Items from a data source
//! Docker-backed [`ContainerEngine`] built on `bollard`.

use super::{ContainerEngine, ContainerSpec, ContainerStatus, CpuCounters, EngineError, ExecOutput};
use async_trait::async_trait;
use bollard::{
    errors::Error as BollardError,
    exec::{CreateExecOptions, StartExecOptions, StartExecResults},
    models::{ContainerCreateBody, HostConfig},
    query_parameters::{
        CreateContainerOptionsBuilder, CreateImageOptionsBuilder, InspectContainerOptions,
        RestartContainerOptions, StartContainerOptions, StatsOptionsBuilder,
        StopContainerOptionsBuilder,
    },
    Docker,
};
use futures_util::{StreamExt, TryStreamExt};
use tracing::{debug, info};

/// Seconds the daemon waits for a graceful stop before killing.
const STOP_GRACE_SECS: i32 = 5;

#[derive(Clone)]
pub struct DockerEngine {
    docker: Docker,
}

impl DockerEngine {
    /// Connect using the local defaults (`DOCKER_HOST` or the unix socket).
    pub fn connect() -> Result<Self, EngineError> {
        let docker = Docker::connect_with_local_defaults().map_err(|source| EngineError::Api {
            op: "connect",
            container: String::new(),
            message: source.to_string(),
        })?;
        Ok(Self { docker })
    }
}

fn is_not_found_error(error: &BollardError) -> bool {
    match error {
        BollardError::DockerResponseServerError { status_code, .. } => *status_code == 404,
        _ => false,
    }
}

fn engine_error(op: &'static str, container: &str, source: BollardError) -> EngineError {
    if is_not_found_error(&source) {
        EngineError::NotFound(container.to_string())
    } else {
        EngineError::Api {
            op,
            container: container.to_string(),
            message: source.to_string(),
        }
    }
}

#[async_trait]
impl ContainerEngine for DockerEngine {
    async fn ensure_image(&self, image: &str) -> Result<(), EngineError> {
        if self.docker.inspect_image(image).await.is_ok() {
            return Ok(());
        }
        info!(image, "Pulling image");
        let (from_image, tag) = match image.rsplit_once(':') {
            // `host:port/name` carries no tag
            Some((img, tag)) if !tag.contains('/') => (img, tag),
            _ => (image, "latest"),
        };
        self.docker
            .create_image(
                Some(
                    CreateImageOptionsBuilder::new()
                        .from_image(from_image)
                        .tag(tag)
                        .build(),
                ),
                None,
                None,
            )
            .try_collect::<Vec<_>>()
            .await
            .map_err(|source| engine_error("pull_image", image, source))?;
        Ok(())
    }

    async fn create(&self, spec: &ContainerSpec) -> Result<(), EngineError> {
        let config = ContainerCreateBody {
            image: Some(spec.image.clone()),
            entrypoint: Some(spec.entrypoint.clone()),
            tty: Some(spec.tty),
            working_dir: Some(spec.working_dir.clone()),
            host_config: Some(HostConfig {
                binds: Some(vec![format!(
                    "{}:{}:rw",
                    spec.bind_dir,
                    super::CONTAINER_WORKSPACE
                )]),
                memory: Some(spec.memory_bytes),
                network_mode: spec.network.clone(),
                auto_remove: Some(spec.auto_remove),
                ..HostConfig::default()
            }),
            ..ContainerCreateBody::default()
        };

        self.docker
            .create_container(
                Some(CreateContainerOptionsBuilder::new().name(&spec.name).build()),
                config,
            )
            .await
            .map_err(|source| engine_error("create_container", &spec.name, source))?;
        Ok(())
    }

    async fn inspect(&self, name: &str) -> Result<ContainerStatus, EngineError> {
        let response = self
            .docker
            .inspect_container(name, None::<InspectContainerOptions>)
            .await
            .map_err(|source| engine_error("inspect_container", name, source))?;
        let running = response
            .state
            .and_then(|state| state.running)
            .unwrap_or(false);
        Ok(if running {
            ContainerStatus::Running
        } else {
            ContainerStatus::Stopped
        })
    }

    async fn start(&self, name: &str) -> Result<(), EngineError> {
        self.docker
            .start_container(name, None::<StartContainerOptions>)
            .await
            .map_err(|source| engine_error("start_container", name, source))
    }

    async fn stop(&self, name: &str) -> Result<(), EngineError> {
        self.docker
            .stop_container(
                name,
                Some(StopContainerOptionsBuilder::new().t(STOP_GRACE_SECS).build()),
            )
            .await
            .map_err(|source| engine_error("stop_container", name, source))
    }

    async fn restart(&self, name: &str) -> Result<(), EngineError> {
        self.docker
            .restart_container(name, None::<RestartContainerOptions>)
            .await
            .map_err(|source| engine_error("restart_container", name, source))
    }

    async fn exec(&self, name: &str, command: &[String]) -> Result<ExecOutput, EngineError> {
        debug!(container = name, command = ?command, "exec");
        let exec = self
            .docker
            .create_exec(
                name,
                CreateExecOptions {
                    cmd: Some(command.to_vec()),
                    attach_stdout: Some(true),
                    attach_stderr: Some(true),
                    ..Default::default()
                },
            )
            .await
            .map_err(|source| engine_error("create_exec", name, source))?;

        let mut buffer = Vec::new();
        match self
            .docker
            .start_exec(
                &exec.id,
                Some(StartExecOptions {
                    detach: false,
                    ..Default::default()
                }),
            )
            .await
            .map_err(|source| engine_error("start_exec", name, source))?
        {
            StartExecResults::Attached { mut output, .. } => {
                while let Some(chunk) = output.next().await {
                    let chunk = chunk.map_err(|source| engine_error("exec_output", name, source))?;
                    buffer.extend_from_slice(&chunk.into_bytes());
                }
            }
            StartExecResults::Detached => {}
        }

        let inspected = self
            .docker
            .inspect_exec(&exec.id)
            .await
            .map_err(|source| engine_error("inspect_exec", name, source))?;

        Ok(ExecOutput {
            exit_code: inspected.exit_code.unwrap_or(-1),
            output: String::from_utf8_lossy(&buffer).into_owned(),
        })
    }

    async fn stats(&self, name: &str) -> Result<CpuCounters, EngineError> {
        let mut stream = Box::pin(self.docker.stats(
            name,
            Some(StatsOptionsBuilder::new().stream(false).one_shot(true).build()),
        ));
        let sample = stream
            .next()
            .await
            .ok_or_else(|| EngineError::Api {
                op: "stats",
                container: name.to_string(),
                message: "empty stats stream".to_string(),
            })?
            .map_err(|source| engine_error("stats", name, source))?;

        let cpu = sample.cpu_stats.unwrap_or_default();
        Ok(CpuCounters {
            container_usage: cpu
                .cpu_usage
                .and_then(|usage| usage.total_usage)
                .unwrap_or(0),
            system_usage: cpu.system_cpu_usage.unwrap_or(0),
            online_cpus: cpu.online_cpus.unwrap_or(1),
        })
    }
}
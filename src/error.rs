//! Error types shared by the sandbox lifecycle and the HTTP layer.

use crate::engine::EngineError;
use axum::http::StatusCode;
use std::time::Duration;
use thiserror::Error;

pub type Result<T> = std::result::Result<T, SandboxError>;

#[derive(Error, Debug)]
pub enum SandboxError {
    /// Caller sent something we will never be able to run.
    #[error("Invalid request: {0}")]
    InvalidRequest(String),

    #[error("Container {container} failed to start within {waited:?}")]
    FailedToStart { container: String, waited: Duration },

    #[error("Container {0} disappeared from the engine")]
    ContainerVanished(String),

    #[error("Container engine error: {0}")]
    Engine(#[from] EngineError),

    #[error("IO error: {0}")]
    Io(#[from] std::io::Error),
}

impl SandboxError {
    pub fn status_code(&self) -> StatusCode {
        match self {
            SandboxError::InvalidRequest(_) => StatusCode::BAD_REQUEST,
            _ => StatusCode::INTERNAL_SERVER_ERROR,
        }
    }
}
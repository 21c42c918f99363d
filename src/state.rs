//! Session registry: which session owns which sandbox.

use crate::config::SandboxConfig;
use crate::engine::ContainerEngine;
use crate::error::Result;
use crate::sandbox::SandboxHandle;
use std::collections::HashMap;
use std::sync::Arc;
use tokio::sync::{Mutex, RwLock};
use tracing::{info, warn};

/// Per-session slot. Holding its lock serializes creation for that session only.
#[derive(Default)]
struct Slot {
    handle: Mutex<Option<Arc<SandboxHandle>>>,
}

/// Point-in-time view of one registered sandbox.
#[derive(Debug, Clone, PartialEq, Eq)]
pub struct SessionEntry {
    pub session_id: String,
    pub container_name: String,
    pub activity: u64,
    /// An install, execute or folder removal is in flight.
    pub busy: bool,
}

/// Thread-safe map from session id to its single live sandbox.
///
/// The map lock is only held to claim or drop a slot; engine calls happen
/// under the per-session slot lock so one slow container start never blocks
/// unrelated sessions.
pub struct SessionRegistry {
    slots: RwLock<HashMap<String, Arc<Slot>>>,
    engine: Arc<dyn ContainerEngine>,
    config: Arc<SandboxConfig>,
}

impl SessionRegistry {
    pub fn new(engine: Arc<dyn ContainerEngine>, config: SandboxConfig) -> Self {
        Self {
            slots: RwLock::new(HashMap::new()),
            engine,
            config: Arc::new(config),
        }
    }

    pub fn engine(&self) -> &Arc<dyn ContainerEngine> {
        &self.engine
    }

    pub fn config(&self) -> &Arc<SandboxConfig> {
        &self.config
    }

    /// Build an unregistered handle for `session_id` (no engine calls).
    pub fn detached_handle(&self, session_id: &str) -> Result<SandboxHandle> {
        SandboxHandle::new(session_id, self.engine.clone(), self.config.clone())
    }

    async fn is_current(&self, session_id: &str, slot: &Arc<Slot>) -> bool {
        self.slots
            .read()
            .await
            .get(session_id)
            .is_some_and(|current| Arc::ptr_eq(current, slot))
    }

    /// Return the session's sandbox, creating and starting it if absent.
    pub async fn resolve(&self, session_id: &str) -> Result<Arc<SandboxHandle>> {
        loop {
            let slot = {
                let mut slots = self.slots.write().await;
                slots.entry(session_id.to_string()).or_default().clone()
            };

            let mut guard = slot.handle.lock().await;
            // Evicted while we waited for the slot; claim a fresh one.
            if !self.is_current(session_id, &slot).await {
                continue;
            }
            if let Some(handle) = guard.as_ref() {
                return Ok(handle.clone());
            }

            let handle = Arc::new(self.detached_handle(session_id)?);
            if let Err(e) = handle.start().await {
                warn!(session = session_id, error = %e, "Sandbox failed to start");
                drop(guard);
                let mut slots = self.slots.write().await;
                if slots
                    .get(session_id)
                    .is_some_and(|current| Arc::ptr_eq(current, &slot))
                {
                    slots.remove(session_id);
                }
                return Err(e);
            }
            *guard = Some(handle.clone());
            info!(session = session_id, container = handle.container_name(), "Registered sandbox");
            return Ok(handle);
        }
    }

    /// Look up without creating.
    pub async fn get(&self, session_id: &str) -> Option<Arc<SandboxHandle>> {
        let slot = self.slots.read().await.get(session_id).cloned()?;
        let guard = slot.handle.lock().await;
        guard.clone()
    }

    /// Stop the session's sandbox and drop the mapping.
    ///
    /// The stop runs under the slot lock and the slot only leaves the map
    /// afterwards, so a concurrent `resolve` waits and then starts a fresh
    /// container instead of adopting the one being stopped. With no
    /// registered handle, a container left by an earlier process under the
    /// same deterministic name is stopped instead. Returns whether anything
    /// was stopped.
    pub async fn evict_and_stop(&self, session_id: &str) -> Result<bool> {
        let slot = {
            let mut slots = self.slots.write().await;
            slots.entry(session_id.to_string()).or_default().clone()
        };
        let mut guard = slot.handle.lock().await;

        let stopped = match guard.take() {
            Some(handle) => handle.stop().await.map(|()| true),
            None => self.stop_orphan(session_id).await,
        };

        let mut slots = self.slots.write().await;
        if slots
            .get(session_id)
            .is_some_and(|current| Arc::ptr_eq(current, &slot))
        {
            slots.remove(session_id);
        }
        drop(slots);
        drop(guard);

        if let Ok(true) = stopped {
            info!(session = session_id, "Evicted sandbox");
        }
        stopped
    }

    async fn stop_orphan(&self, session_id: &str) -> Result<bool> {
        let orphan = self.detached_handle(session_id)?;
        if !orphan.exists().await? {
            return Ok(false);
        }
        orphan.stop().await?;
        Ok(true)
    }

    /// Snapshot of every live mapping. Slots still starting are skipped.
    pub async fn list(&self) -> Vec<SessionEntry> {
        let slots: Vec<Arc<Slot>> = self.slots.read().await.values().cloned().collect();
        let mut entries = Vec::with_capacity(slots.len());
        for slot in slots {
            let Ok(guard) = slot.handle.try_lock() else {
                continue;
            };
            if let Some(handle) = guard.as_ref() {
                entries.push(SessionEntry {
                    session_id: handle.session_id().to_string(),
                    container_name: handle.container_name().to_string(),
                    activity: handle.activity_count(),
                    busy: handle.is_busy(),
                });
            }
        }
        entries
    }

    pub async fn handles(&self) -> Vec<Arc<SandboxHandle>> {
        let slots: Vec<Arc<Slot>> = self.slots.read().await.values().cloned().collect();
        let mut handles = Vec::with_capacity(slots.len());
        for slot in slots {
            if let Ok(guard) = slot.handle.try_lock() {
                handles.extend(guard.clone());
            }
        }
        handles
    }

    /// Remove every mapping, returning the handles for shutdown.
    pub async fn drain(&self) -> Vec<Arc<SandboxHandle>> {
        let slots: Vec<Arc<Slot>> = self.slots.write().await.drain().map(|(_, s)| s).collect();
        let mut handles = Vec::with_capacity(slots.len());
        for slot in slots {
            handles.extend(slot.handle.lock().await.take());
        }
        handles
    }
}
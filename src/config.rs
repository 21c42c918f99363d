//! Runtime configuration: flags with environment fallbacks.

use clap::Args;
use std::path::PathBuf;
use std::time::Duration;

/// Settings applied to every sandbox handle.
#[derive(Args, Debug, Clone)]
pub struct SandboxConfig {
    /// Image every sandbox container is created from
    #[arg(long, env = "EXECUTOR_IMAGE", default_value = "python:3-slim")]
    pub image: String,

    /// Per-block execution timeout in seconds, enforced inside the container
    #[arg(long = "timeout", env = "EXECUTOR_TIMEOUT", default_value = "60")]
    pub timeout_secs: u64,

    /// Host-side root handed to the engine as bind-mount source
    #[arg(long, env = "EXECUTOR_BIND_DIR", default_value = "./code")]
    pub bind_dir: PathBuf,

    /// The same root as seen by this process
    #[arg(long, env = "EXECUTOR_WORK_DIR", default_value = "./code")]
    pub work_dir: PathBuf,

    /// Container memory limit (e.g. 512m, 1g)
    #[arg(long, env = "EXECUTOR_MEMORY_LIMIT", default_value = "512m")]
    pub memory_limit: String,

    /// Network the containers join; engine default when unset
    #[arg(long, env = "EXECUTOR_NETWORK")]
    pub network: Option<String>,

    /// Let the engine delete containers once they stop
    #[arg(
        long,
        env = "EXECUTOR_AUTO_REMOVE",
        default_value_t = true,
        action = clap::ArgAction::Set
    )]
    pub auto_remove: bool,

    /// Seconds to wait for a container to report running
    #[arg(long = "start-timeout", env = "EXECUTOR_START_TIMEOUT", default_value = "60")]
    pub start_timeout_secs: u64,
}

impl Default for SandboxConfig {
    fn default() -> Self {
        Self {
            image: "python:3-slim".to_string(),
            timeout_secs: 60,
            bind_dir: PathBuf::from("./code"),
            work_dir: PathBuf::from("./code"),
            memory_limit: "512m".to_string(),
            network: None,
            auto_remove: true,
            start_timeout_secs: 60,
        }
    }
}

impl SandboxConfig {
    pub fn start_timeout(&self) -> Duration {
        Duration::from_secs(self.start_timeout_secs)
    }

    pub fn memory_bytes(&self) -> Result<i64, String> {
        parse_memory_limit(&self.memory_limit)
    }
}

/// Settings for the idle reaper loop.
#[derive(Args, Debug, Clone)]
pub struct ReaperConfig {
    /// CPU percentage at or below which a sandbox counts as idle
    #[arg(long, env = "EXECUTOR_IDLE_THRESHOLD", default_value = "1.0")]
    pub idle_threshold: f64,

    /// Seconds a sandbox may stay idle before it is stopped
    #[arg(long = "idle-grace", env = "EXECUTOR_IDLE_GRACE", default_value = "300")]
    pub idle_grace_secs: u64,

    /// Seconds between utilisation samples
    #[arg(long = "reaper-interval", env = "EXECUTOR_REAPER_INTERVAL", default_value = "10")]
    pub interval_secs: u64,
}

impl Default for ReaperConfig {
    fn default() -> Self {
        Self {
            idle_threshold: 1.0,
            idle_grace_secs: 300,
            interval_secs: 10,
        }
    }
}

impl ReaperConfig {
    pub fn grace(&self) -> Duration {
        Duration::from_secs(self.idle_grace_secs)
    }

    pub fn interval(&self) -> Duration {
        Duration::from_secs(self.interval_secs.max(1))
    }
}

/// Parse a docker-style memory string (`512m`, `1g`, `2048k`, `1048576`).
pub fn parse_memory_limit(value: &str) -> Result<i64, String> {
    let value = value.trim().to_ascii_lowercase();
    let value = value.strip_suffix('b').unwrap_or(&value);
    let (digits, multiplier) = match value.chars().last() {
        Some('k') => (&value[..value.len() - 1], 1024),
        Some('m') => (&value[..value.len() - 1], 1024 * 1024),
        Some('g') => (&value[..value.len() - 1], 1024 * 1024 * 1024),
        _ => (value, 1),
    };
    let amount: i64 = digits
        .parse()
        .map_err(|_| format!("invalid memory limit: {value:?}"))?;
    if amount <= 0 {
        return Err(format!("memory limit must be positive: {value:?}"));
    }
    amount
        .checked_mul(multiplier)
        .ok_or_else(|| format!("memory limit overflows: {value:?}"))
}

Problem requirements → Report only the number of lines, among the records above, that contain the word "StatusCode".

Response to the task → 4